## Task instructions
Word for word, restate the lines from the start of the data down to the line with "#[async_trait::async_trait]", both included.

## Given entries
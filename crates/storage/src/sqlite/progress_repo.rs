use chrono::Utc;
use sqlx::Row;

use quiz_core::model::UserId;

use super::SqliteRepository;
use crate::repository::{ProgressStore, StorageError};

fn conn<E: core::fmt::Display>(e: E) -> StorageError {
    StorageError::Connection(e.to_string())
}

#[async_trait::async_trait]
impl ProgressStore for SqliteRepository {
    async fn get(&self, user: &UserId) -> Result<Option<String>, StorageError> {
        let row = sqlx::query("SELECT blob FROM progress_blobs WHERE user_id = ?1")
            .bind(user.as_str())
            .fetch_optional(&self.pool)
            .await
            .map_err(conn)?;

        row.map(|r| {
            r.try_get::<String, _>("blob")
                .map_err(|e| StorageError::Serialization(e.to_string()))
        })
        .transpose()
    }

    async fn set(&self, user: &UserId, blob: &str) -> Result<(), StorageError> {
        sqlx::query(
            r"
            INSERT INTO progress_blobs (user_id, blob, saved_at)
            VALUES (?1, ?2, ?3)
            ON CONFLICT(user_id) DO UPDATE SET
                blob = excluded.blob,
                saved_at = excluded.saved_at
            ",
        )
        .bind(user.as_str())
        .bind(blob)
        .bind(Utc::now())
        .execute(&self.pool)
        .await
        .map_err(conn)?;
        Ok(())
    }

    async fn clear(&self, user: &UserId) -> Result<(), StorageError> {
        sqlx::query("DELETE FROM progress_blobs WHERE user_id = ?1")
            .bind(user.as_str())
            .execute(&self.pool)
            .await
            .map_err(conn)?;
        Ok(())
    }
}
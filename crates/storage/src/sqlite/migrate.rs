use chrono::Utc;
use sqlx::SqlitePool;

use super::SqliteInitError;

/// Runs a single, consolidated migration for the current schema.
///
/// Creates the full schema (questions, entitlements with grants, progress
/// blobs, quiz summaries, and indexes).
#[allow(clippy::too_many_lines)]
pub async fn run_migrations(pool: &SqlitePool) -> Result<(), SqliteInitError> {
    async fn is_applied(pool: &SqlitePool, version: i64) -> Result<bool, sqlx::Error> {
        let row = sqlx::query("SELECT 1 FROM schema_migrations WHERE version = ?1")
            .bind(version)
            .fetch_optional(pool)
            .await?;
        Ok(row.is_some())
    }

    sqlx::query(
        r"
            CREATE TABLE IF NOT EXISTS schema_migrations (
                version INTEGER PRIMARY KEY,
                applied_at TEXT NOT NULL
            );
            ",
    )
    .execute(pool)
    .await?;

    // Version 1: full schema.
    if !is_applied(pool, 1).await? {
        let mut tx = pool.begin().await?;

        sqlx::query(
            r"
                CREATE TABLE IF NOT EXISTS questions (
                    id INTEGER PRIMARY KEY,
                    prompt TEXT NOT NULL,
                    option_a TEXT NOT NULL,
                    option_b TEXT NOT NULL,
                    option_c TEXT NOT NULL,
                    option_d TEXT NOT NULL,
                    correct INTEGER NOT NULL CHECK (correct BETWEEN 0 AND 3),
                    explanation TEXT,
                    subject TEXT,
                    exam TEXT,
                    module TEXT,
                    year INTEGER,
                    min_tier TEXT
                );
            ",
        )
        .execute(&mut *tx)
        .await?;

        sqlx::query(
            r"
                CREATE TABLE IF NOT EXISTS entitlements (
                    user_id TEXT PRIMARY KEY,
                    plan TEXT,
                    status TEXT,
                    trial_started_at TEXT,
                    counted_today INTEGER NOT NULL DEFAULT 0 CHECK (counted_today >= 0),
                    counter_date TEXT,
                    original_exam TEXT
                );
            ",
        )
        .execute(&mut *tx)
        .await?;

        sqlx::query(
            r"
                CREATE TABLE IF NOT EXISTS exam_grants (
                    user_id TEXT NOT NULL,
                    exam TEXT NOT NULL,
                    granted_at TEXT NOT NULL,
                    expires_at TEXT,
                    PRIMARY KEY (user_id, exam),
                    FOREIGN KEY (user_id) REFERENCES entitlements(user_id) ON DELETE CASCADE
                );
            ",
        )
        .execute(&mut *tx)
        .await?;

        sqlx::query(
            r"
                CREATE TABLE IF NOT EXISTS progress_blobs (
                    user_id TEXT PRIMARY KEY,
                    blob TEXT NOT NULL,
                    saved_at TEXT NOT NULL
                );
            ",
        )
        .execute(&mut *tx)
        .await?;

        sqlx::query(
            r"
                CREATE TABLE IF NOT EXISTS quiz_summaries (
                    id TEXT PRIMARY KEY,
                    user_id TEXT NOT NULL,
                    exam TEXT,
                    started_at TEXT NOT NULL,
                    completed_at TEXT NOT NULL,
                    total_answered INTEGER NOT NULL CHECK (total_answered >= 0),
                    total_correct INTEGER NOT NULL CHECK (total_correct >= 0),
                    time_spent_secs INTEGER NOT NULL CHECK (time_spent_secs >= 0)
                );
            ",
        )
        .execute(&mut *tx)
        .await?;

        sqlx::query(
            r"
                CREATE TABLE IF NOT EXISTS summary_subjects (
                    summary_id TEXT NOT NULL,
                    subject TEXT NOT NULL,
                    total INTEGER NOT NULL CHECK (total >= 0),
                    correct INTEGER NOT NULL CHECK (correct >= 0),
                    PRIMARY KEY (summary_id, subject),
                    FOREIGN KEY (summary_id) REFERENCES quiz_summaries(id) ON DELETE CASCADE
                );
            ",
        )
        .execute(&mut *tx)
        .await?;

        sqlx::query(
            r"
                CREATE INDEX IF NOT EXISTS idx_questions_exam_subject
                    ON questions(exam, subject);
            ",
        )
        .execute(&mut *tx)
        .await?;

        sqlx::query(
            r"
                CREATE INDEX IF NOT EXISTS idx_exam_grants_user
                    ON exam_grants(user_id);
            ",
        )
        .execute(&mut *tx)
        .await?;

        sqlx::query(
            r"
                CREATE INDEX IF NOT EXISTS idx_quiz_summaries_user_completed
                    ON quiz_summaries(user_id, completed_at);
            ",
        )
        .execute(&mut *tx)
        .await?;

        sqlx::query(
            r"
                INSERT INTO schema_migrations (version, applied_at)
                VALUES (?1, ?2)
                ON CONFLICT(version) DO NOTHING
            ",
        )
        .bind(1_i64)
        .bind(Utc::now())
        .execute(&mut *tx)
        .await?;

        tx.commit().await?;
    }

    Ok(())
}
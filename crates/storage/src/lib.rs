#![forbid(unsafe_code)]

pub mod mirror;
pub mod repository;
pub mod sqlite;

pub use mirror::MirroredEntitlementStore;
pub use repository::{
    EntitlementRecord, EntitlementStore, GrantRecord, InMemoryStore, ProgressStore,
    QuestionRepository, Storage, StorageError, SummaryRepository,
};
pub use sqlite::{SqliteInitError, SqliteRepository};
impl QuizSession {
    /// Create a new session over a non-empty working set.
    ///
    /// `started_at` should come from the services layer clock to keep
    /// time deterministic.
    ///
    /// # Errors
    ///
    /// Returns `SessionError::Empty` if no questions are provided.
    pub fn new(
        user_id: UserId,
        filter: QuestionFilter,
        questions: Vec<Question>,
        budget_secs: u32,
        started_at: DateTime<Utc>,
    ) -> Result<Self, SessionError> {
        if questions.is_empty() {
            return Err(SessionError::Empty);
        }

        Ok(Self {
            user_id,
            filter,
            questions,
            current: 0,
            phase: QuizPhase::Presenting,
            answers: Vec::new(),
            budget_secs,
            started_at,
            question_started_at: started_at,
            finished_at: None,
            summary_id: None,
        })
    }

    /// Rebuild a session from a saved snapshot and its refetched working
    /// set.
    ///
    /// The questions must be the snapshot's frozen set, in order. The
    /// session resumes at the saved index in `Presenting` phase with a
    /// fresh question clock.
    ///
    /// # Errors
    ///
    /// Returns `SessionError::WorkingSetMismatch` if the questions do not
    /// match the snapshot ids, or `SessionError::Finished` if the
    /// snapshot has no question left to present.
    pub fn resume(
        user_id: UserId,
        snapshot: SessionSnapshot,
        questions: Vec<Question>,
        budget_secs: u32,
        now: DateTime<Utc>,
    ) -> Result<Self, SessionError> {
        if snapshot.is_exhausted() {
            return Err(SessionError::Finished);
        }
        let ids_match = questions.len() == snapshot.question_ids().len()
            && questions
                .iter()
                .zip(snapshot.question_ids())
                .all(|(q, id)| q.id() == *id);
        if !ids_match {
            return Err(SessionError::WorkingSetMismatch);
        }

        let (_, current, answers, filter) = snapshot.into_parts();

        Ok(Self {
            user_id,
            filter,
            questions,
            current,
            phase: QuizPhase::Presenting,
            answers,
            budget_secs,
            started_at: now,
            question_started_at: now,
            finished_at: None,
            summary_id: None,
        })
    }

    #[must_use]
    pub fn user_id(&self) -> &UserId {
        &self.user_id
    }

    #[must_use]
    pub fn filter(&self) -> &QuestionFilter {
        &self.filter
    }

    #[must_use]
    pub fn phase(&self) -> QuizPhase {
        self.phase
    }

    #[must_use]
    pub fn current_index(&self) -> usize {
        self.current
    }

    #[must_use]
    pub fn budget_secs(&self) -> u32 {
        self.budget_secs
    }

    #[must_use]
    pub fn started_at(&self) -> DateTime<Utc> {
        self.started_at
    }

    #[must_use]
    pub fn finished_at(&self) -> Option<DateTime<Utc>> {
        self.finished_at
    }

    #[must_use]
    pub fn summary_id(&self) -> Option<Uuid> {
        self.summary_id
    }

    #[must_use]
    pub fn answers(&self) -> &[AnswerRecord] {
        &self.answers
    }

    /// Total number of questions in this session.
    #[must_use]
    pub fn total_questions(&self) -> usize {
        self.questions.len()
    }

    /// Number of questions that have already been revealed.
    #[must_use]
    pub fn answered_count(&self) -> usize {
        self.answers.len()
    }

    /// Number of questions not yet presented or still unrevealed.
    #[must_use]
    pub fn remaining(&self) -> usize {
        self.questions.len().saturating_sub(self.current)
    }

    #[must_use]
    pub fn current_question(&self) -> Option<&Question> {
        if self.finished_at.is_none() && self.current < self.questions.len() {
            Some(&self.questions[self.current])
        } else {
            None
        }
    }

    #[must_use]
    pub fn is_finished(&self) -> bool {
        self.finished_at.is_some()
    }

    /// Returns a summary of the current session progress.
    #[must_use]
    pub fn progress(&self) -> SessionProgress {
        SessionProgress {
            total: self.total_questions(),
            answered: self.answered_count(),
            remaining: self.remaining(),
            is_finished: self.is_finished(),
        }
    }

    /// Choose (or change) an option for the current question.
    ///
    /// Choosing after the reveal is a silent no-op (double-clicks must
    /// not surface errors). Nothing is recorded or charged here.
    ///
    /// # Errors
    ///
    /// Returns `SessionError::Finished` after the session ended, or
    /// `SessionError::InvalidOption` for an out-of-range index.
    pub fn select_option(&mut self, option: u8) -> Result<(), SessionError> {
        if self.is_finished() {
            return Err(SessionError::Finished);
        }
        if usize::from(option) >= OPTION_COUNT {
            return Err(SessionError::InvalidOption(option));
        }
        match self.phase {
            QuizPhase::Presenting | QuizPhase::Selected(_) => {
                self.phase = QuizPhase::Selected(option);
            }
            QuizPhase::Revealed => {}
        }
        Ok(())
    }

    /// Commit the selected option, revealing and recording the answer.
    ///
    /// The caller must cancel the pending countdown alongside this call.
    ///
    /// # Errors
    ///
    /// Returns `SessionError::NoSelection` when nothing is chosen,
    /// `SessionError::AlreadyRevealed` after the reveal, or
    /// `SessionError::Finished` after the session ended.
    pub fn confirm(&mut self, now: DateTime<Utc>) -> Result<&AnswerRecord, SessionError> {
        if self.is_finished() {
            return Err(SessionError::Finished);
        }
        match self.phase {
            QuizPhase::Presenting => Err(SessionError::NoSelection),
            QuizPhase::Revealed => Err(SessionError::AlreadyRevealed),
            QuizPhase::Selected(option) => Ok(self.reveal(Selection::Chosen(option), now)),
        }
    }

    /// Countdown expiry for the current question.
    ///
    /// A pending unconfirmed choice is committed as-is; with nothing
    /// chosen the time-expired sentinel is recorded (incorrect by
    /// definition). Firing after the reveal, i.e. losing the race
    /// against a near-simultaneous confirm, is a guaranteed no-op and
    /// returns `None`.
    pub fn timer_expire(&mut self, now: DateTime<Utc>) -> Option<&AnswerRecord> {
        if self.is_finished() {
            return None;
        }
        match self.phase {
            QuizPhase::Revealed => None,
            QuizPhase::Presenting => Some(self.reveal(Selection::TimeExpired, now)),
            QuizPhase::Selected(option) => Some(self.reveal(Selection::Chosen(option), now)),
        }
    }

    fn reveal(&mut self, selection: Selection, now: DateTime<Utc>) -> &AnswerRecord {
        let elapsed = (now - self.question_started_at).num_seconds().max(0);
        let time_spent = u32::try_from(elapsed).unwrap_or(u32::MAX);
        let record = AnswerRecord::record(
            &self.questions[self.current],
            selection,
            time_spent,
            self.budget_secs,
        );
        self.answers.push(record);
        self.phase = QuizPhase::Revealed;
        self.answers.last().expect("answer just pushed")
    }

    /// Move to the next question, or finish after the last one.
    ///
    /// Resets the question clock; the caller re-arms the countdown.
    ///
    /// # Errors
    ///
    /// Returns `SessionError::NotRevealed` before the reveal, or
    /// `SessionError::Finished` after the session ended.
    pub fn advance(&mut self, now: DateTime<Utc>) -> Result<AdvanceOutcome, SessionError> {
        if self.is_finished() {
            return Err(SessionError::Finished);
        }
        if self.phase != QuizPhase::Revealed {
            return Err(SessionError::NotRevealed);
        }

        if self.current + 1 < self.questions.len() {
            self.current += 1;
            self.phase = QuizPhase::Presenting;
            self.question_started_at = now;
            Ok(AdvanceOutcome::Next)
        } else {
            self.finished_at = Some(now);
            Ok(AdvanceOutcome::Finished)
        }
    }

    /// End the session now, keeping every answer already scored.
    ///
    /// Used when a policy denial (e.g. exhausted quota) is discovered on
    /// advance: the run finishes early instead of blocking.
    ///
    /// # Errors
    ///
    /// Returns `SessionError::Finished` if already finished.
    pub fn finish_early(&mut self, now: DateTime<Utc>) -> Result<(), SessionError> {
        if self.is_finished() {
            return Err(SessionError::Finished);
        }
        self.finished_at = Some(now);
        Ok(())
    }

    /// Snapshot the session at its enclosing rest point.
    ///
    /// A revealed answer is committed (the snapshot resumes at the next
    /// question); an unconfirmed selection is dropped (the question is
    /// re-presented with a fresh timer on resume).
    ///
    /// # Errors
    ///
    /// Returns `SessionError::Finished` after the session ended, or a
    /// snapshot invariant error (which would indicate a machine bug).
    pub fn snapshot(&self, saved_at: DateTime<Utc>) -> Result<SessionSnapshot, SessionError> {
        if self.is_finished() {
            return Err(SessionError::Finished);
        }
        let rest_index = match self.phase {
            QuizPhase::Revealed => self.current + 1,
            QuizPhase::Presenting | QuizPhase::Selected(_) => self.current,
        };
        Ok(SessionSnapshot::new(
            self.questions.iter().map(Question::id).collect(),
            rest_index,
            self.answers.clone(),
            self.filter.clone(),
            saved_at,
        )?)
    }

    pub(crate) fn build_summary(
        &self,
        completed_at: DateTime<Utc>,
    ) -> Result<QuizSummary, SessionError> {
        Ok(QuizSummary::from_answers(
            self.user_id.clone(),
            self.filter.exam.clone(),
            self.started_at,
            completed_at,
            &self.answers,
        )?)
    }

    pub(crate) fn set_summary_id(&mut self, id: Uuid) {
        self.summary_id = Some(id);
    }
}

## Answer to this problem
filename crates/storage/src/sqlite/progress_repo.rs
use chrono::Utc;
use sqlx::Row;

use quiz_core::model::UserId;

use super::SqliteRepository;
use crate::repository::{ProgressStore, StorageError};

fn conn<E: core::fmt::Display>(e: E) -> StorageError {
    StorageError::Connection(e.to_string())
}

#[async_trait::async_trait]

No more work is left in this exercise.